Each line that contains "when" needs to be copied from the listing.
++++++
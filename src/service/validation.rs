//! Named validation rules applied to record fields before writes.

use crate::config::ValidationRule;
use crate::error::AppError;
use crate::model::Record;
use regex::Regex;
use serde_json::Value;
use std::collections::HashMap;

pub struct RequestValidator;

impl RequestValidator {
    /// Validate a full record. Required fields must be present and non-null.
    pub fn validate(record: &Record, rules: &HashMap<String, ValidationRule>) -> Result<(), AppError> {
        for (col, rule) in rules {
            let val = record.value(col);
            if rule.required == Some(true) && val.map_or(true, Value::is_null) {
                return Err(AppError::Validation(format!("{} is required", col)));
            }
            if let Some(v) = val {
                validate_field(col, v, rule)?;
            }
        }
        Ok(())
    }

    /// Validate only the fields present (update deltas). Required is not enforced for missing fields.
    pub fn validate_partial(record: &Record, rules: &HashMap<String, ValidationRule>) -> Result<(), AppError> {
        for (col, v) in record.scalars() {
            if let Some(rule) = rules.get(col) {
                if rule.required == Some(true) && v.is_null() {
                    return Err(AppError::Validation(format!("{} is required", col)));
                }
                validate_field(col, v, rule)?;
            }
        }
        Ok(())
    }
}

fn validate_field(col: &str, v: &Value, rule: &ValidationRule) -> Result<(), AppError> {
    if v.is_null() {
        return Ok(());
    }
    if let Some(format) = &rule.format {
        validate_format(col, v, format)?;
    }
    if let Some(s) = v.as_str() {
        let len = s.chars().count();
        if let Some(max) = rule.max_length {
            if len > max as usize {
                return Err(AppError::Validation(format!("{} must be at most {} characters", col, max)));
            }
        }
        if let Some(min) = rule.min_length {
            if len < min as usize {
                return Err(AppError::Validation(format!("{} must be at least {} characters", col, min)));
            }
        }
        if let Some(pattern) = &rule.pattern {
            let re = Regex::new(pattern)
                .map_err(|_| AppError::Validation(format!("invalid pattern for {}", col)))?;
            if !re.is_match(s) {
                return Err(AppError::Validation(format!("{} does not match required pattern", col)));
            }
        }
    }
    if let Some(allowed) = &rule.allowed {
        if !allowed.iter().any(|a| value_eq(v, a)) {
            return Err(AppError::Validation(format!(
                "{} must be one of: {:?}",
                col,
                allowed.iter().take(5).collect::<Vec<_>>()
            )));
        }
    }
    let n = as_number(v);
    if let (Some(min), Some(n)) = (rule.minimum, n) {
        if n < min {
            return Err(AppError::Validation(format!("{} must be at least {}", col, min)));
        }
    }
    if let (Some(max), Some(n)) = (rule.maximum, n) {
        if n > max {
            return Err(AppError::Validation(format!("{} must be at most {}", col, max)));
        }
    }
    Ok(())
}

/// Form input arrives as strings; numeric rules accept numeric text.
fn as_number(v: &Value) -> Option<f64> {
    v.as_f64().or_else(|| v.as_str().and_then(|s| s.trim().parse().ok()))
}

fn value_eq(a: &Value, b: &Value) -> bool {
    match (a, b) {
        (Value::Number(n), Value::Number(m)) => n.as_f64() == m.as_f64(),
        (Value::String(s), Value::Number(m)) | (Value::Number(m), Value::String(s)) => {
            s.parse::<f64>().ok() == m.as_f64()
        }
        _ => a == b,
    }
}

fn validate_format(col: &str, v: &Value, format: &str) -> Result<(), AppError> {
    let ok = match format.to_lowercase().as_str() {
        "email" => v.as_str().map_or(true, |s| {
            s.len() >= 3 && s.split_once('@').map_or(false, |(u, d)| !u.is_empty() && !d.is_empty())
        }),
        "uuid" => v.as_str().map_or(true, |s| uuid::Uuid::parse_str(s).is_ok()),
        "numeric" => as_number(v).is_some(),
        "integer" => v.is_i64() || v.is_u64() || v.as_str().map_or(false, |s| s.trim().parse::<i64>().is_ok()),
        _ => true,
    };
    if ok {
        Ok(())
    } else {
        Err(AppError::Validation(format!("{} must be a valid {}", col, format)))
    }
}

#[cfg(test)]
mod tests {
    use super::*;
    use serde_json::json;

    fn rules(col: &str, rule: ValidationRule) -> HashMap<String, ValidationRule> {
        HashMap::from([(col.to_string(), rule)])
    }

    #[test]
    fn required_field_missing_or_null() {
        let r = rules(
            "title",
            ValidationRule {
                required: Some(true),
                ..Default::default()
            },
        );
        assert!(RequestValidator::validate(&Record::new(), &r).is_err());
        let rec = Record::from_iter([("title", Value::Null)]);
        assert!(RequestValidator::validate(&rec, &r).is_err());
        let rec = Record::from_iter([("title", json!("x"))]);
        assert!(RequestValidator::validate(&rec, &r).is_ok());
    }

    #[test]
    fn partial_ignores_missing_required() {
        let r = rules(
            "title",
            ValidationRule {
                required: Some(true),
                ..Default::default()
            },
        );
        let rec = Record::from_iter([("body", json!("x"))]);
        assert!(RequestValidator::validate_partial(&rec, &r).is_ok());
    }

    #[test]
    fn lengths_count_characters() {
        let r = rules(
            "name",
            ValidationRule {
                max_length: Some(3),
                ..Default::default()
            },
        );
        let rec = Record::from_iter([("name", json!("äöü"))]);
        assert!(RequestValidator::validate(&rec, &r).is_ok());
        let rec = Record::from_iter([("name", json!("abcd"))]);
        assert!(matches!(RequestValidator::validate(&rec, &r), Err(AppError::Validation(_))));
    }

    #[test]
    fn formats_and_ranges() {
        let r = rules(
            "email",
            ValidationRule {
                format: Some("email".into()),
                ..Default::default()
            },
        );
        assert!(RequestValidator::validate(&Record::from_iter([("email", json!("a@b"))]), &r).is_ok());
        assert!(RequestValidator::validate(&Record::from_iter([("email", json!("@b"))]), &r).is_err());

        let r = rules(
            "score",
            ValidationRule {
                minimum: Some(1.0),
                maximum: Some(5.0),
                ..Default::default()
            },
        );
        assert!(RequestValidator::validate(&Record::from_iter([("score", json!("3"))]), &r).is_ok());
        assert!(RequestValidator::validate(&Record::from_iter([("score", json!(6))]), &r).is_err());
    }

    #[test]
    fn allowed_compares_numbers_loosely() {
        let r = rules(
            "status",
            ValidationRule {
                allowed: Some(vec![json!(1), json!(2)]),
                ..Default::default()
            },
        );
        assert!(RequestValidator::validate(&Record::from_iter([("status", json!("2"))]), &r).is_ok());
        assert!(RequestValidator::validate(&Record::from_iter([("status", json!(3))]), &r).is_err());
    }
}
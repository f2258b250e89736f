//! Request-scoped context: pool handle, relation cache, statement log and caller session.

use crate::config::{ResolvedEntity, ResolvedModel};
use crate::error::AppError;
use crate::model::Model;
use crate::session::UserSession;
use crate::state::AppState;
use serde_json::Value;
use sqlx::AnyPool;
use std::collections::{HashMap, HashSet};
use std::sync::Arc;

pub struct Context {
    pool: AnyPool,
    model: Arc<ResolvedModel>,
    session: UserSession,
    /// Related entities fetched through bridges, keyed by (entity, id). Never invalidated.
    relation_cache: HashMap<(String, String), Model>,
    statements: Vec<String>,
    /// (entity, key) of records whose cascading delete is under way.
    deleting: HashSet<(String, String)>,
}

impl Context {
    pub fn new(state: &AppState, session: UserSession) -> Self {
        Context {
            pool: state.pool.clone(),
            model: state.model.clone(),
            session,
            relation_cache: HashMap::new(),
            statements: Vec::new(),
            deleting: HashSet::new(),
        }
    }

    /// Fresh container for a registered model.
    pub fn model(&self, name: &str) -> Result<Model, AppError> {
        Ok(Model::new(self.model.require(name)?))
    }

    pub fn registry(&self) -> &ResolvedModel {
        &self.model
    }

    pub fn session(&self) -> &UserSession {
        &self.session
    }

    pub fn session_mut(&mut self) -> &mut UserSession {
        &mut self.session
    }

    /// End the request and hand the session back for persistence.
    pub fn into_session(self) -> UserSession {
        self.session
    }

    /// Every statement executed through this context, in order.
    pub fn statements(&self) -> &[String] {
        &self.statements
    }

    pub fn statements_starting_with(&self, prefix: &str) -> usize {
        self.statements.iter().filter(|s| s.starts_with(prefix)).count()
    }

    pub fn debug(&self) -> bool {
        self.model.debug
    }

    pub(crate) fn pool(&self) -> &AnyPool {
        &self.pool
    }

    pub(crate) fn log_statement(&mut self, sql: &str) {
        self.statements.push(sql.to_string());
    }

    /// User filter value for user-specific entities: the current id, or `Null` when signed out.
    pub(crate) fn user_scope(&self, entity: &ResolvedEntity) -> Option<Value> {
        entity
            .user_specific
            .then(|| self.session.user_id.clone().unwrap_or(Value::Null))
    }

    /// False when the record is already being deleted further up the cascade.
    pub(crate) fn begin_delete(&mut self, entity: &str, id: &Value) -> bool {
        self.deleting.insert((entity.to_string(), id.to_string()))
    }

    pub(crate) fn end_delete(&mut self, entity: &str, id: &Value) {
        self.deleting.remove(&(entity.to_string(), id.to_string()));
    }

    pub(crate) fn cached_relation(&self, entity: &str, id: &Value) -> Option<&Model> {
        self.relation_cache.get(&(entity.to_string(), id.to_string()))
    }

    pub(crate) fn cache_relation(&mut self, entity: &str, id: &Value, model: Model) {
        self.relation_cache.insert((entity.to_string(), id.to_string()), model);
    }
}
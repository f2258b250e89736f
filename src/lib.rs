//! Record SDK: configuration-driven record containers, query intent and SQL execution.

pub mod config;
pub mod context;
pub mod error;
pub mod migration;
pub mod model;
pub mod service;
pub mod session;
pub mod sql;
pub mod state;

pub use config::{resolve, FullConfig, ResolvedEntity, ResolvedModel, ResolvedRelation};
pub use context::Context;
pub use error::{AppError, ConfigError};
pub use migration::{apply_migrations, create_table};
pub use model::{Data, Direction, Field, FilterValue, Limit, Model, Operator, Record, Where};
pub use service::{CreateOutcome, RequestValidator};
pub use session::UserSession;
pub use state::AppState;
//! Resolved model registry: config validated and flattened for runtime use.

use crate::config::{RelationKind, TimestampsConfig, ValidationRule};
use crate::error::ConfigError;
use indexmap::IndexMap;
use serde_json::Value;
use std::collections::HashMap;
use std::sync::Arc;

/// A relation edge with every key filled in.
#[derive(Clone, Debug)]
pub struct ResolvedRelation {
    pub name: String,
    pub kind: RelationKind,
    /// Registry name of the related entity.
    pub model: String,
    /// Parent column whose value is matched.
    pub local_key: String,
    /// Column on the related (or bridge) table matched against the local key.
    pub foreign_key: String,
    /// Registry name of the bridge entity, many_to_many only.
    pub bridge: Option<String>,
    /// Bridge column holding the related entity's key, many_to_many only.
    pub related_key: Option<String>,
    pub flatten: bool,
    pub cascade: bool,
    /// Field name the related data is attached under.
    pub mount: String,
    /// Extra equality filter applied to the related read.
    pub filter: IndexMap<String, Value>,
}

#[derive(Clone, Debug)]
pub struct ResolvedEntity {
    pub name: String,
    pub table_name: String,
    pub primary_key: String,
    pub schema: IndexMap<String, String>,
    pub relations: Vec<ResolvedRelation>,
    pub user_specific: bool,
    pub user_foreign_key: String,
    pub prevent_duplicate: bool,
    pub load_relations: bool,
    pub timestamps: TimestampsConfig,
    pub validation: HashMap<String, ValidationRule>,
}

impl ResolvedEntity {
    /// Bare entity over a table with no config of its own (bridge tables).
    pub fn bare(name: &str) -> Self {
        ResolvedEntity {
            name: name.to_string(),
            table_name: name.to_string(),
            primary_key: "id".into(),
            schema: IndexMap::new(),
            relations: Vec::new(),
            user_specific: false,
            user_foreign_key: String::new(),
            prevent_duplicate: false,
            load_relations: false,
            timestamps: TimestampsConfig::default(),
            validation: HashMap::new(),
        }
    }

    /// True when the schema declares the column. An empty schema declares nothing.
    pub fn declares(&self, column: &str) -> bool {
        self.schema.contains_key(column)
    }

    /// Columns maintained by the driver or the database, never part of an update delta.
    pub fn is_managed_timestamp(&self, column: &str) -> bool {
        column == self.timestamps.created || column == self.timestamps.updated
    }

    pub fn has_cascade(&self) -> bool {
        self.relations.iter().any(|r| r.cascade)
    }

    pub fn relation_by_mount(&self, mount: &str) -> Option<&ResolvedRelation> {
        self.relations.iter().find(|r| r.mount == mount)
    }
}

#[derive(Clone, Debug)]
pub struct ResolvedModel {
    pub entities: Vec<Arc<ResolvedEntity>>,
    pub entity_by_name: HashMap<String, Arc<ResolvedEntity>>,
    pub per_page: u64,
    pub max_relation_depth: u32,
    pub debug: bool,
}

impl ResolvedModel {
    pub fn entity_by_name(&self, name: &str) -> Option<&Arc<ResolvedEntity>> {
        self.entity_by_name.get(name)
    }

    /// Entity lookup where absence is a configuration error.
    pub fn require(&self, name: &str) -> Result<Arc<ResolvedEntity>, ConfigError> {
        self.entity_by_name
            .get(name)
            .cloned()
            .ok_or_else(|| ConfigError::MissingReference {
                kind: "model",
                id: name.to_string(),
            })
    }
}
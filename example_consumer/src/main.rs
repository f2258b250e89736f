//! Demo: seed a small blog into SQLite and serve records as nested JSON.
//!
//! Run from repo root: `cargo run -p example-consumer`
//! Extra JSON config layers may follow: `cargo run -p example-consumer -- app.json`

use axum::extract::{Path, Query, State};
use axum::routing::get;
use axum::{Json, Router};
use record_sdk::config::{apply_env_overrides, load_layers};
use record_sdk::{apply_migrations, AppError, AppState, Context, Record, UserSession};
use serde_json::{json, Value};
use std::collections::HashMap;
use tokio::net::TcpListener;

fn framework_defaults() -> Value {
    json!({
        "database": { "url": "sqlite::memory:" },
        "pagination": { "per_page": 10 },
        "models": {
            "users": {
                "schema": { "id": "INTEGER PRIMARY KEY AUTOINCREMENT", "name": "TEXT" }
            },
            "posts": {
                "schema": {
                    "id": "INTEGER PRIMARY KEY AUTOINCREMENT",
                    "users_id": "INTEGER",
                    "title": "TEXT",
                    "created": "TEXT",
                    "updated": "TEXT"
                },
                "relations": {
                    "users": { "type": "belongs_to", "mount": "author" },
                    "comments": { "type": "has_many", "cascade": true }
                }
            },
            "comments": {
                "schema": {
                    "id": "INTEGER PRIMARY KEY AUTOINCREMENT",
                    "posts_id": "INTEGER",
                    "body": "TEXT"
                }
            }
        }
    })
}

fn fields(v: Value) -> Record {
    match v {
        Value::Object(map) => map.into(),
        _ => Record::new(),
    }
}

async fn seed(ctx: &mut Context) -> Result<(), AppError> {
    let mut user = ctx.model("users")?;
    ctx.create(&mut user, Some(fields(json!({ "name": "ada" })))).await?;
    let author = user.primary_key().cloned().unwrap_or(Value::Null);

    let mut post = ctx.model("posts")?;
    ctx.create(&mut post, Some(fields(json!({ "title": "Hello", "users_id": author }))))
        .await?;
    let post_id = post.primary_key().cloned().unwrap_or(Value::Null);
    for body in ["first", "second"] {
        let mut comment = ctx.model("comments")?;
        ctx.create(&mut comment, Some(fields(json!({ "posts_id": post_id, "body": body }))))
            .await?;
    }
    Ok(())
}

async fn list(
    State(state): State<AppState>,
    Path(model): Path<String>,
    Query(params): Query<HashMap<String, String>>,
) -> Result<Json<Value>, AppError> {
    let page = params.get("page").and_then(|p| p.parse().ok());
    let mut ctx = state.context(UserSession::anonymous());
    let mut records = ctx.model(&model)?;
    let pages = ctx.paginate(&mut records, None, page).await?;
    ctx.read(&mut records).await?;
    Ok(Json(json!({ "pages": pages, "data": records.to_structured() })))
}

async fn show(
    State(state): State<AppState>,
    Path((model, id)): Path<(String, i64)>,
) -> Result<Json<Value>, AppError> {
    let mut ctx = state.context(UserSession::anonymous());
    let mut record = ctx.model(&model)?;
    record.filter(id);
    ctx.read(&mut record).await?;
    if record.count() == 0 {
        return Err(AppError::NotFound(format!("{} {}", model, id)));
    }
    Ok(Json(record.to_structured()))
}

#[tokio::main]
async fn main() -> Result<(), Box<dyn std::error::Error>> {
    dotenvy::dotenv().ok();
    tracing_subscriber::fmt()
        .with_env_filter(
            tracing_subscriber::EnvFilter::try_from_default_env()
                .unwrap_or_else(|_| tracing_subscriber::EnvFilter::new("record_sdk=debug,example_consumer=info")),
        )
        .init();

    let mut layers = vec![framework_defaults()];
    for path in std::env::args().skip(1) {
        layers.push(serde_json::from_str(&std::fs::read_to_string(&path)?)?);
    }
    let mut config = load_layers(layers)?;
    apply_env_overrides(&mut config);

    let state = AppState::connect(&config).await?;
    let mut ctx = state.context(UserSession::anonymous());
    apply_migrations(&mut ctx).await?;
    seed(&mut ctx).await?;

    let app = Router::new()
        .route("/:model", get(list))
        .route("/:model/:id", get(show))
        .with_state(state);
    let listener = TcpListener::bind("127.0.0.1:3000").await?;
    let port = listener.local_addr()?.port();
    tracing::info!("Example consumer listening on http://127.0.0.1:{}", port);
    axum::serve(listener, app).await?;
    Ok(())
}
++++++
• SOLUTION FOR THIS EXERCISE:
    /// User filter value for user-specific entities: the current id, or `Null` when signed out.
    /// False when the record is already being deleted further up the cascade.
    /// True when the schema declares the column. An empty schema declares nothing.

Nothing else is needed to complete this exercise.